- _REQUIRED WORK_
Here are some entries. Print them exactly as they are.

- _Items listed in a dataset_
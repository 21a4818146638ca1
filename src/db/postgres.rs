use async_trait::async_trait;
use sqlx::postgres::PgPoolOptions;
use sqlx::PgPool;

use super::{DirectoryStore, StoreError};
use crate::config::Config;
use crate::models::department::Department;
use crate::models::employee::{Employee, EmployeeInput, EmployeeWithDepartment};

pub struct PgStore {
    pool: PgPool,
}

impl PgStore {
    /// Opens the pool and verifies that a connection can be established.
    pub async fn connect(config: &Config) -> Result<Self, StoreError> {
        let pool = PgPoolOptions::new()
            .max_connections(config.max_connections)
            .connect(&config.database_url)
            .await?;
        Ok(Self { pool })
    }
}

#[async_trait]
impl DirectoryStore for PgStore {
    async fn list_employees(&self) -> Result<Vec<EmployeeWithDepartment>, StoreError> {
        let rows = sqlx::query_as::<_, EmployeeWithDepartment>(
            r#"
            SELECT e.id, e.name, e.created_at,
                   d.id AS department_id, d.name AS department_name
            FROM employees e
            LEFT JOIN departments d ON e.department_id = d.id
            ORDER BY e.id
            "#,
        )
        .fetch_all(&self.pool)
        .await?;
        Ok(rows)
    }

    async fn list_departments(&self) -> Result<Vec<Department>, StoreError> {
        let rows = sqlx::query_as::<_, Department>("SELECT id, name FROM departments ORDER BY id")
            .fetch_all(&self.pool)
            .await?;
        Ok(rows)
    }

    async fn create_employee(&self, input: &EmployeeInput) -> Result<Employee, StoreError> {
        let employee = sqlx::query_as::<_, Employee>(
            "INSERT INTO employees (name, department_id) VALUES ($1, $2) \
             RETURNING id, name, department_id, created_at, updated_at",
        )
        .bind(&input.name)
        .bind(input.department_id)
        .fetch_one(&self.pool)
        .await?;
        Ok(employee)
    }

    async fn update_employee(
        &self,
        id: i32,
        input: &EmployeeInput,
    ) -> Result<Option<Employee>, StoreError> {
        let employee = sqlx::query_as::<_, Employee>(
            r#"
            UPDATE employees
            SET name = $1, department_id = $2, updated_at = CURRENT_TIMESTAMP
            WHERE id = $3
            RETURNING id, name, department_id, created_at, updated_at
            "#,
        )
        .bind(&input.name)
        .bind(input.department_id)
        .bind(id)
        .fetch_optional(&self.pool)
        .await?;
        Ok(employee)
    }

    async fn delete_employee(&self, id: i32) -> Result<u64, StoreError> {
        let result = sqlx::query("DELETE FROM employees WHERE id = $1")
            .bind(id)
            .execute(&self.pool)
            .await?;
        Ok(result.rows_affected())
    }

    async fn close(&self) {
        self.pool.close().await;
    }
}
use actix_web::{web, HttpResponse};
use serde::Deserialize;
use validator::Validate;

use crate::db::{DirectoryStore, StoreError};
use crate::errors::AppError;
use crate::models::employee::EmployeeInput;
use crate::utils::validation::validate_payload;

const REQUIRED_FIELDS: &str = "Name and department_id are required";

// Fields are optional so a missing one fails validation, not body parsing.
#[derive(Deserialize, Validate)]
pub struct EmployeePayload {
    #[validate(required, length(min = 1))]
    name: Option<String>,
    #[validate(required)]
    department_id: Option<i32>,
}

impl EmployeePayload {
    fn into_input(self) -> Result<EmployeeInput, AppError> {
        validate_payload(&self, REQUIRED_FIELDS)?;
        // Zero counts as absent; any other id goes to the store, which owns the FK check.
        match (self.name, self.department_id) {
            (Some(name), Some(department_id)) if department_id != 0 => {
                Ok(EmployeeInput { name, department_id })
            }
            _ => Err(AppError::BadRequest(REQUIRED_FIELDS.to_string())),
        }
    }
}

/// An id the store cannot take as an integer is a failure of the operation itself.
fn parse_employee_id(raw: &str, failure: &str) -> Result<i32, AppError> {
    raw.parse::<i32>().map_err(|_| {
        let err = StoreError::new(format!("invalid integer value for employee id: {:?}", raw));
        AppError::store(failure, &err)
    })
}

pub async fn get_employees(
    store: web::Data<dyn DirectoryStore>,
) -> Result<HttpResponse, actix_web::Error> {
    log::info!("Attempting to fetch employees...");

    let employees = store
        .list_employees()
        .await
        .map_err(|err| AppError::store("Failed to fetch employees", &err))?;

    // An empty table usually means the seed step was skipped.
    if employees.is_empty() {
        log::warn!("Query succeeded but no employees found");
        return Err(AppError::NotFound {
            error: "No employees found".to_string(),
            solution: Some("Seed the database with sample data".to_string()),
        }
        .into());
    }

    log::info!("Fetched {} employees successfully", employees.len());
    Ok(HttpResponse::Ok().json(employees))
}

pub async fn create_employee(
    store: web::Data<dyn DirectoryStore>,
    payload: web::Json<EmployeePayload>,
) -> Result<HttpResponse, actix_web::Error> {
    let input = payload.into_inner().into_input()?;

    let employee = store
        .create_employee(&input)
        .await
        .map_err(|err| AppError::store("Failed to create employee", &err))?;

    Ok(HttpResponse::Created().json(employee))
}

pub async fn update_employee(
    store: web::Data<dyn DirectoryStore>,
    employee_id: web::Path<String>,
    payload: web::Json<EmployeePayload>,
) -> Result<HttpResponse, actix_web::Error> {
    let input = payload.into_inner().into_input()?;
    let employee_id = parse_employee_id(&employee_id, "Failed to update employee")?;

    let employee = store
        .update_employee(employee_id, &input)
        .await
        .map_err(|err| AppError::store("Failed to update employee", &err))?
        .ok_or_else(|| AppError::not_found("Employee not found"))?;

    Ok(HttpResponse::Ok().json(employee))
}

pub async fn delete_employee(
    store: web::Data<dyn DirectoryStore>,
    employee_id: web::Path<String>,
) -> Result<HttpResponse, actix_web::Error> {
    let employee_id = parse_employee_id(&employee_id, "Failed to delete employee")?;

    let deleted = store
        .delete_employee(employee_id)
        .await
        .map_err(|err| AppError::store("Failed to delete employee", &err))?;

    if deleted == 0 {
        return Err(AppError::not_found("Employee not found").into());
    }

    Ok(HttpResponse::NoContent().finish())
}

- _WRITTEN SOLUTION_
repository 21a4818146638ca1
filename src/db/postgres.rs
use async_trait::async_trait;
use sqlx::postgres::PgPoolOptions;
use sqlx::PgPool;

use super::{DirectoryStore, StoreError};
use crate::config::Config;
use crate::models::department::Department;
use crate::models::employee::{Employee, EmployeeInput, EmployeeWithDepartment};

pub struct PgStore {
    pool: PgPool,
}

impl PgStore {
    /// Opens the pool and verifies that a connection can be established.
    pub async fn connect(config: &Config) -> Result<Self, StoreError> {
        let pool = PgPoolOptions::new()
            .max_connections(config.max_connections)
            .connect(&config.database_url)
            .await?;
        Ok(Self { pool })
    }
}

#[async_trait]
impl DirectoryStore for PgStore {
    async fn list_employees(&self) -> Result<Vec<EmployeeWithDepartment>, StoreError> {
        let rows = sqlx::query_as::<_, EmployeeWithDepartment>(
            r#"
            SELECT e.id, e.name, e.created_at,
                   d.id AS department_id, d.name AS department_name
            FROM employees e
            LEFT JOIN departments d ON e.department_id = d.id
            ORDER BY e.id
            "#,
        )
        .fetch_all(&self.pool)
        .await?;
        Ok(rows)
    }

    async fn list_departments(&self) -> Result<Vec<Department>, StoreError> {
        let rows = sqlx::query_as::<_, Department>("SELECT id, name FROM departments ORDER BY id")
            .fetch_all(&self.pool)
            .await?;
        Ok(rows)
    }

    async fn create_employee(&self, input: &EmployeeInput) -> Result<Employee, StoreError> {
        let employee = sqlx::query_as::<_, Employee>(
            "INSERT INTO employees (name, department_id) VALUES ($1, $2) \
             RETURNING id, name, department_id, created_at, updated_at",
        )
        .bind(&input.name)
        .bind(input.department_id)
        .fetch_one(&self.pool)
        .await?;
        Ok(employee)
    }

    async fn update_employee(
        &self,
        id: i32,
        input: &EmployeeInput,
    ) -> Result<Option<Employee>, StoreError> {
        let employee = sqlx::query_as::<_, Employee>(
            r#"
            UPDATE employees
            SET name = $1, department_id = $2, updated_at = CURRENT_TIMESTAMP
            WHERE id = $3
            RETURNING id, name, department_id, created_at, updated_at
            "#,
        )
        .bind(&input.name)
        .bind(input.department_id)
        .bind(id)
        .fetch_optional(&self.pool)
        .await?;
        Ok(employee)
    }

    async fn delete_employee(&self, id: i32) -> Result<u64, StoreError> {
        let result = sqlx::query("DELETE FROM employees WHERE id = $1")
            .bind(id)
            .execute(&self.pool)
            .await?;
        Ok(result.rows_affected())
    }

    async fn close(&self) {
        self.pool.close().await;
    }
}
use actix_web::{web, HttpResponse};
use serde::Deserialize;
use validator::Validate;

use crate::db::{DirectoryStore, StoreError};
use crate::errors::AppError;
use crate::models::employee::EmployeeInput;
use crate::utils::validation::validate_payload;

const REQUIRED_FIELDS: &str = "Name and department_id are required";

// Fields are optional so a missing one fails validation, not body parsing.
#[derive(Deserialize, Validate)]
pub struct EmployeePayload {
    #[validate(required, length(min = 1))]
    name: Option<String>,
    #[validate(required)]
    department_id: Option<i32>,
}

impl EmployeePayload {
    fn into_input(self) -> Result<EmployeeInput, AppError> {
        validate_payload(&self, REQUIRED_FIELDS)?;
        // Zero counts as absent; any other id goes to the store, which owns the FK check.
        match (self.name, self.department_id) {
            (Some(name), Some(department_id)) if department_id != 0 => {
                Ok(EmployeeInput { name, department_id })
            }
            _ => Err(AppError::BadRequest(REQUIRED_FIELDS.to_string())),
        }
    }
}

/// An id the store cannot take as an integer is a failure of the operation itself.
fn parse_employee_id(raw: &str, failure: &str) -> Result<i32, AppError> {
    raw.parse::<i32>().map_err(|_| {
        let err = StoreError::new(format!("invalid integer value for employee id: {:?}", raw));
        AppError::store(failure, &err)
    })
}

pub async fn get_employees(
    store: web::Data<dyn DirectoryStore>,
) -> Result<HttpResponse, actix_web::Error> {
    log::info!("Attempting to fetch employees...");

    let employees = store
        .list_employees()
        .await
        .map_err(|err| AppError::store("Failed to fetch employees", &err))?;

    // An empty table usually means the seed step was skipped.
    if employees.is_empty() {
        log::warn!("Query succeeded but no employees found");
        return Err(AppError::NotFound {
            error: "No employees found".to_string(),
            solution: Some("Seed the database with sample data".to_string()),
        }
        .into());
    }

    log::info!("Fetched {} employees successfully", employees.len());
    Ok(HttpResponse::Ok().json(employees))
}

pub async fn create_employee(
    store: web::Data<dyn DirectoryStore>,
    payload: web::Json<EmployeePayload>,
) -> Result<HttpResponse, actix_web::Error> {
    let input = payload.into_inner().into_input()?;

    let employee = store
        .create_employee(&input)
        .await
        .map_err(|err| AppError::store("Failed to create employee", &err))?;

    Ok(HttpResponse::Created().json(employee))
}

pub async fn update_employee(
    store: web::Data<dyn DirectoryStore>,
    employee_id: web::Path<String>,
    payload: web::Json<EmployeePayload>,
) -> Result<HttpResponse, actix_web::Error> {
    let input = payload.into_inner().into_input()?;
    let employee_id = parse_employee_id(&employee_id, "Failed to update employee")?;

    let employee = store
        .update_employee(employee_id, &input)
        .await
        .map_err(|err| AppError::store("Failed to update employee", &err))?
        .ok_or_else(|| AppError::not_found("Employee not found"))?;

    Ok(HttpResponse::Ok().json(employee))
}

pub async fn delete_employee(
    store: web::Data<dyn DirectoryStore>,
    employee_id: web::Path<String>,
) -> Result<HttpResponse, actix_web::Error> {
    let employee_id = parse_employee_id(&employee_id, "Failed to delete employee")?;

    let deleted = store
        .delete_employee(employee_id)
        .await
        .map_err(|err| AppError::store("Failed to delete employee", &err))?;

    if deleted == 0 {
        return Err(AppError::not_found("Employee not found").into());
    }

    Ok(HttpResponse::NoContent().finish())
}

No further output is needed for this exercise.